pub mod check;
pub mod validator;

pub use check::{Check, Rejection};
pub use validator::{BrainImageValidator, ValidationResult};
use std::io::Cursor;

use serde::Serialize;
use serde_json::json;
use tiny_http::{Header, Method, Request, Response, StatusCode};
use tracing::{error, info, warn};

use crate::handlers;
use crate::state::SharedState;

pub type JsonResponse = Response<Cursor<Vec<u8>>>;

// ---------------------------------------------------------------------------
// Response helpers
// ---------------------------------------------------------------------------

pub fn json_response<T: Serialize>(status: u16, body: &T) -> JsonResponse {
    let bytes = match serde_json::to_vec(body) {
        Ok(bytes) => bytes,
        Err(e) => {
            error!(error = %e, "cannot serialise response body");
            return error_response(500, "internal error");
        }
    };
    let len = bytes.len();
    let headers: Vec<Header> = Header::from_bytes(&b"Content-Type"[..], &b"application/json"[..])
        .ok()
        .into_iter()
        .collect();
    Response::new(StatusCode(status), headers, Cursor::new(bytes), Some(len), None)
}

pub fn error_response(status: u16, message: &str) -> JsonResponse {
    let bytes = json!({ "error": message }).to_string().into_bytes();
    let len = bytes.len();
    let headers: Vec<Header> = Header::from_bytes(&b"Content-Type"[..], &b"application/json"[..])
        .ok()
        .into_iter()
        .collect();
    Response::new(StatusCode(status), headers, Cursor::new(bytes), Some(len), None)
}

// ---------------------------------------------------------------------------
// Request dispatcher
// ---------------------------------------------------------------------------

/// Routes one request and writes its response.
pub fn dispatch(mut request: Request, state: SharedState) {
    let response = route(&mut request, &state);
    let url = request.url().to_owned();
    if let Err(e) = request.respond(response) {
        warn!(error = %e, url = %url, "failed to send response");
    }
}

pub fn route(request: &mut Request, state: &SharedState) -> JsonResponse {
    let method = request.method().clone();
    let url    = request.url().to_owned();
    let path   = url.split('?').next().unwrap_or("");

    info!(method = %method, path = %path, "request");

    match (&method, path) {
        (Method::Post, "/api/predict") => handlers::predict::handle(request, state),
        (Method::Get,  "/api/status")  => handlers::status::handle_status(state),
        (Method::Get,  "/api/health")  => handlers::status::handle_health(),
        _ => error_response(404, "not found"),
    }
}

#[cfg(test)]
pub(crate) mod tests {
    use super::*;
    use serde_json::Value;
    use tiny_http::TestRequest;

    use crate::state::tests::test_state;

    /// Status code and decoded JSON body.
    pub(crate) fn read(response: JsonResponse) -> (u16, Value) {
        let status = response.status_code().0;
        let body = response.into_reader().into_inner();
        (status, serde_json::from_slice(&body).unwrap())
    }

    #[test]
    fn unknown_route_is_json_404() {
        let (_dir, state) = test_state(&[]);
        let mut request: Request = TestRequest::new().with_method(Method::Get).with_path("/api/nope").into();
        let (status, body) = read(route(&mut request, &state));
        assert_eq!(status, 404);
        assert_eq!(body["error"], "not found");
    }

    #[test]
    fn wrong_method_is_404() {
        let (_dir, state) = test_state(&[]);
        let mut request: Request = TestRequest::new().with_method(Method::Get).with_path("/api/predict").into();
        assert_eq!(read(route(&mut request, &state)).0, 404);
    }

    #[test]
    fn health_ignores_query_string() {
        let (_dir, state) = test_state(&[]);
        let mut request: Request = TestRequest::new().with_method(Method::Get).with_path("/api/health?verbose=1").into();
        let (status, body) = read(route(&mut request, &state));
        assert_eq!(status, 200);
        assert_eq!(body["status"], "ok");
    }
}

WHAT TO DO:
The answer must consist of every line from the listing above that includes the word "info".

EXERCISE OUTPUT:
use tracing::{error, info, warn};
    info!(method = %method, path = %path, "request");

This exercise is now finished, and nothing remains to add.